Quelles lois et réglementations communautaires à vocation "nationale" et a fortiori quelle réforme de la constitution belge pourraient-elles être adoptées de nos jours au parlement fédéral autrement que par un vote à majorité spéciale?

Ce principe démocratique est universellement reconnu comme une garantie de protection des droits des minorités. Une application en quelque sorte du principe de la dignité humaine, telle que régi par la convention universelle des droits de l'homme que toutes les nations du monde ont approuvée ou reconnue implicitement.

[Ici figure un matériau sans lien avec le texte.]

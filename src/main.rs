use marketplace_admin::{
    dashboard::{AdminAction, AdminDashboard},
    logging::init_tracing,
    services::{InMemoryBackend, ViewContext},
    session::{logout, MemorySession},
    views::ViewKind,
};

#[tokio::main]
async fn main() {
    init_tracing();

    let backend = InMemoryBackend::new_with_sample();
    let session = MemorySession::with_token("demo-admin-token");
    let mut dashboard = AdminDashboard::new(backend.clone());

    let mut ctx = ViewContext::default();
    match dashboard.refresh_all(&mut ctx, &session).await {
        Ok(failures) => {
            for (kind, error) in failures {
                eprintln!("{kind} -> {error}");
            }
        }
        Err(error) => {
            eprintln!("refresh -> {error}");
            return;
        }
    }
    print_summary(&dashboard);

    for kind in ViewKind::ALL {
        println!("{kind}:");
        for item in ctx.context.list(kind.list_key()) {
            println!("  {item}");
        }
    }

    let auto_yes = |prompt: &str| {
        println!("{prompt} [y]");
        true
    };
    if let Err(error) = dashboard
        .perform(
            ViewKind::Transactions,
            AdminAction::Approve,
            "t-1",
            &mut ctx,
            &session,
            &auto_yes,
        )
        .await
    {
        eprintln!("approve t-1 -> {error}");
    }
    if let Err(error) = dashboard
        .perform(
            ViewKind::Verifications,
            AdminAction::Reject,
            "u-300",
            &mut ctx,
            &session,
            &auto_yes,
        )
        .await
    {
        eprintln!("reject u-300 -> {error}");
    }

    let mut search = ViewContext::default();
    dashboard.render_view(ViewKind::Freelancers, &mut search, "linh");
    println!(
        "freelancers matching \"linh\": {}",
        search.context.list(ViewKind::Freelancers.list_key()).len()
    );

    print_summary(&dashboard);
    for entry in &ctx.actions {
        println!("[{}] {} {} {}", entry.timestamp, entry.view, entry.action, entry.details);
    }

    if let Err(error) = logout(&backend, &session).await {
        eprintln!("logout -> {error}");
    }
}

fn print_summary(dashboard: &AdminDashboard<InMemoryBackend>) {
    match serde_json::to_string_pretty(&dashboard.summary()) {
        Ok(summary) => println!("{summary}"),
        Err(error) => eprintln!("summary -> {error}"),
    }
}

Eh bien il faut savoir qu'une loi qui régit le "vivre ensemble" d'un pays souvent cité comme un exemple de démocratie, la loi instituant la frontière linguistique actuelle, n'a pas été promulguée en application d'un vote à majorité spéciale, autrement dit d'un vote à résonance démocratique. Certes, les temps ont bien changé. Le vote portant sur le retour en Belgique du roi Léopold III lui aussi n'a été acquis que par la volonté de l'électorat flamand dont la majorité était pour le retour du roi alors qu'en Wallonie la majorité était contre.

Rien d'étonnant donc si c'est seulement au nord du pays qu'en septembre dernier on a festoyé pour célébrer ce drôle de jubilé, tandis que les populations des Fourons, des communes de la périphérie bruxelloise ou même de commu-nes frontalières de la France comme Menin, ont ressenti cette célébration comme éminemment vexatoire. Wallons et franco-phones de tout le pays ont pourtant fait preuve d'un extraordinaire fair-play, d'une bonne volonté exemplaire, en composant sans rechigner pendant des décennies avec cet oukase flamand à connotation géographique, administrative, culturelle et ethnique.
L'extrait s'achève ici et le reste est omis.